En 2017, 516.000 salariés détachés ont été déclarés en France, tous secteurs d’activités confondus. Sur le plan juridique, le détachement de travailleurs, instauré par une directive européenne du 16 décembre 1996, permet à une entreprise, établie dans un État membre, d’affecter, sous son contrôle et pour une durée limitée, un ou plusieurs de ses salariés à la réalisation d’une prestation de service pour le compte d’une entreprise ou d’une entité publique située dans un autre État membre. La directive d’application, adoptée le 15 mai 2014, a renforcé la capacité des pouvoirs publics nationaux à en contrôler l’usage. Devant les abus constatés, une révision de la directive de 1996 a été adoptée le 28 juin 2018, notamment afin d’instaurer le principe selon lequel « à travail égal », il doit y avoir « rémunération égale sur un même lieu ».
Trois formes de fraudes, trois priorités
La Cour des comptes relève dans son rapport que ce régime particulier mal connu, fait l’objet de nombreuses fraudes, et que si ces abus sont liés à l’activité d’entreprises installées en dehors du territoire national, ils font toujours intervenir un bénéficiaire final installé en France et peuvent même être organisés à partir de la France.
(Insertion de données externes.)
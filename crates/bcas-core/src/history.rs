//! Bounded history of completed ECM exchanges.

use std::{collections::VecDeque, time::Instant};

use bcas_proto::ScrambleKey;
use bytes::Bytes;

use crate::lookup::EcmLookupTable;

/// Records kept when no capacity is configured.
pub const DEFAULT_CAPACITY: usize = 128;

/// A request body paired with the response the card gave for it.
///
/// Immutable once built.
#[derive(Debug, Clone, PartialEq, Eq)]
pub struct EcmRecord {
    request_body: Bytes,
    flag: u16,
    key: ScrambleKey,
    arrived_at: Instant,
}

impl EcmRecord {
    /// Pair a request body with its response.
    pub fn new(request_body: Bytes, flag: u16, key: ScrambleKey, arrived_at: Instant) -> Self {
        Self { request_body, flag, key, arrived_at }
    }

    /// ECM body the request carried.
    pub fn request_body(&self) -> &Bytes {
        &self.request_body
    }

    /// Flag from the response.
    pub fn flag(&self) -> u16 {
        self.flag
    }

    /// Scramble key pair from the response.
    pub fn key(&self) -> &ScrambleKey {
        &self.key
    }

    /// When the response was seen.
    pub fn arrived_at(&self) -> Instant {
        self.arrived_at
    }
}

#[derive(Debug, Clone)]
struct Entry {
    seq: u64,
    record: EcmRecord,
}

/// FIFO of [`EcmRecord`]s with a fixed maximum length.
///
/// Every push that takes the history over capacity evicts exactly one record,
/// the oldest. The lookup index is updated in the same call, so a record is
/// findable exactly as long as it is retained.
#[derive(Debug, Clone)]
pub struct EcmHistory {
    entries: VecDeque<Entry>,
    capacity: usize,
    /// Sequence number the next record gets
    next_seq: u64,
    index: EcmLookupTable,
}

impl EcmHistory {
    /// Create an empty history holding at most `capacity` records.
    pub fn new(capacity: usize) -> Self {
        Self {
            entries: VecDeque::with_capacity(capacity.min(DEFAULT_CAPACITY)),
            capacity,
            next_seq: 0,
            index: EcmLookupTable::new(),
        }
    }

    /// Append a record, returning the one evicted to make room.
    pub fn push(&mut self, record: EcmRecord) -> Option<EcmRecord> {
        let seq = self.next_seq;
        self.next_seq += 1;

        self.index.insert(record.request_body.clone(), seq);
        self.entries.push_back(Entry { seq, record });

        if self.entries.len() > self.capacity { self.evict_oldest() } else { None }
    }

    /// Change the maximum length, evicting oldest records until it fits.
    ///
    /// Returns how many records were evicted.
    pub fn set_capacity(&mut self, capacity: usize) -> usize {
        self.capacity = capacity;
        let mut evicted = 0;
        while self.entries.len() > self.capacity && self.evict_oldest().is_some() {
            evicted += 1;
        }
        evicted
    }

    fn evict_oldest(&mut self) -> Option<EcmRecord> {
        let Entry { seq, record } = self.entries.pop_front()?;
        self.index.remove(&record.request_body, seq);
        Some(record)
    }

    /// Newest record whose request body equals `body`.
    pub fn find(&self, body: &[u8]) -> Option<&EcmRecord> {
        let seq = self.index.get(body)?;
        let front = self.entries.front()?.seq;
        let position = usize::try_from(seq.checked_sub(front)?).ok()?;
        self.entries.get(position).map(|entry| &entry.record)
    }

    /// Retained records, oldest first.
    pub fn iter(&self) -> impl Iterator<Item = &EcmRecord> {
        self.entries.iter().map(|entry| &entry.record)
    }

    /// Newest record, if any.
    pub fn latest(&self) -> Option<&EcmRecord> {
        self.entries.back().map(|entry| &entry.record)
    }

    /// Number of retained records.
    pub fn len(&self) -> usize {
        self.entries.len()
    }

    /// Whether no record is retained.
    pub fn is_empty(&self) -> bool {
        self.entries.is_empty()
    }

    /// Maximum number of retained records.
    pub fn capacity(&self) -> usize {
        self.capacity
    }

    /// Drop every record, keeping the capacity.
    pub fn clear(&mut self) {
        self.entries.clear();
        self.index.clear();
    }
}

impl Default for EcmHistory {
    fn default() -> Self {
        Self::new(DEFAULT_CAPACITY)
    }
}

#[cfg(test)]
mod tests {
    use proptest::prelude::*;

    use super::*;

    fn record(body: &[u8], flag: u16) -> EcmRecord {
        EcmRecord::new(
            Bytes::copy_from_slice(body),
            flag,
            ScrambleKey::new([flag as u8; 16]),
            Instant::now(),
        )
    }

    #[test]
    fn push_below_capacity_keeps_everything() {
        let mut history = EcmHistory::new(3);
        assert!(history.push(record(b"a", 1)).is_none());
        assert!(history.push(record(b"b", 2)).is_none());
        assert_eq!(history.len(), 2);
    }

    #[test]
    fn push_over_capacity_evicts_oldest() {
        let mut history = EcmHistory::new(2);
        history.push(record(b"a", 1));
        history.push(record(b"b", 2));
        let evicted = history.push(record(b"c", 3)).unwrap();

        assert_eq!(evicted.request_body().as_ref(), b"a");
        assert!(history.find(b"a").is_none());
        assert_eq!(history.find(b"c").unwrap().flag(), 3);
        let flags: Vec<u16> = history.iter().map(EcmRecord::flag).collect();
        assert_eq!(flags, vec![2, 3]);
    }

    #[test]
    fn duplicate_body_finds_newest() {
        let mut history = EcmHistory::new(4);
        history.push(record(b"dup", 1));
        history.push(record(b"other", 2));
        history.push(record(b"dup", 3));
        assert_eq!(history.find(b"dup").unwrap().flag(), 3);
    }

    #[test]
    fn evicting_older_duplicate_keeps_newer_findable() {
        let mut history = EcmHistory::new(2);
        history.push(record(b"dup", 1));
        history.push(record(b"dup", 2));
        history.push(record(b"x", 3));

        assert_eq!(history.len(), 2);
        assert_eq!(history.find(b"dup").unwrap().flag(), 2);
    }

    #[test]
    fn shrinking_capacity_truncates_oldest_first() {
        let mut history = EcmHistory::new(5);
        for i in 0..5u8 {
            history.push(record(&[i], u16::from(i)));
        }

        assert_eq!(history.set_capacity(2), 3);
        assert_eq!(history.len(), 2);
        assert!(history.find(&[2]).is_none());
        assert_eq!(history.find(&[4]).unwrap().flag(), 4);
    }

    #[test]
    fn zero_capacity_retains_nothing() {
        let mut history = EcmHistory::new(0);
        let evicted = history.push(record(b"a", 1));
        assert_eq!(evicted.unwrap().flag(), 1);
        assert!(history.is_empty());
        assert!(history.find(b"a").is_none());
    }

    #[test]
    fn find_on_empty_history_is_none() {
        let history = EcmHistory::default();
        assert!(history.find(b"anything").is_none());
        assert_eq!(history.capacity(), DEFAULT_CAPACITY);
    }

    #[derive(Debug, Clone)]
    enum Op {
        Push,
        SetCapacity(usize),
    }

    fn op_strategy() -> impl Strategy<Value = Op> {
        prop_oneof![4 => Just(Op::Push), 1 => (0usize..8).prop_map(Op::SetCapacity)]
    }

    proptest! {
        #[test]
        fn retained_count_tracks_capacity(
            initial in 0usize..8,
            ops in prop::collection::vec(op_strategy(), 0..64),
        ) {
            let mut history = EcmHistory::new(initial);
            let mut expected = 0usize;
            let mut pushed = 0u32;

            for op in ops {
                match op {
                    Op::Push => {
                        history.push(record(&pushed.to_be_bytes(), 0));
                        expected = (expected + 1).min(history.capacity());
                        pushed += 1;
                    },
                    Op::SetCapacity(capacity) => {
                        let dropped = history.set_capacity(capacity);
                        prop_assert_eq!(dropped, expected.saturating_sub(capacity));
                        expected = expected.min(capacity);
                    },
                }

                prop_assert_eq!(history.len(), expected);
                prop_assert!(history.len() <= history.capacity());
                let retained = u32::try_from(expected).unwrap();
                for i in pushed - retained..pushed {
                    prop_assert!(history.find(&i.to_be_bytes()).is_some());
                }
            }
        }
    }
}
La Cour a ainsi mené une enquête sur la lutte contre la fraude en matière de travail détaché et la mise en œuvre par la France des directives européennes sur ce sujet. Au terme de ses travaux, elle constate que l’usage du travail détaché conduit à trois formes de fraudes. Et que si la politique de lutte contre la fraude produit de premiers effets, des progrès importants doivent être réalisés dans trois domaines prioritaires.
Un régime d’emploi particulier
Parmi les pays accueillant plus de travailleurs détachés qu’ils n’en envoient, la France se situe au quatrième rang (après l’Allemagne, la Belgique, la Suisse et devant les Pays-Bas et l’Autriche). La Pologne est à l’inverse le pays qui présente le plus grand écart entre le nombre de travailleurs envoyés à l’étranger et le nombre de travailleurs détachés accueillis sur son territoire. Elle est suivie par la Slovénie, la Slovaquie, la Hongrie, l’Espagne, l’Italie, le Portugal et la Roumanie. La durée moyenne de détachement à l’étranger varie également fortement pour les 16 pays ayant fourni cette statistique en 2016 : elle s’établit à 44 jours en France, soit la durée la plus courte, et dépasse 230 jours dans sept pays, dont la Hongrie, la Pologne et la Croatie.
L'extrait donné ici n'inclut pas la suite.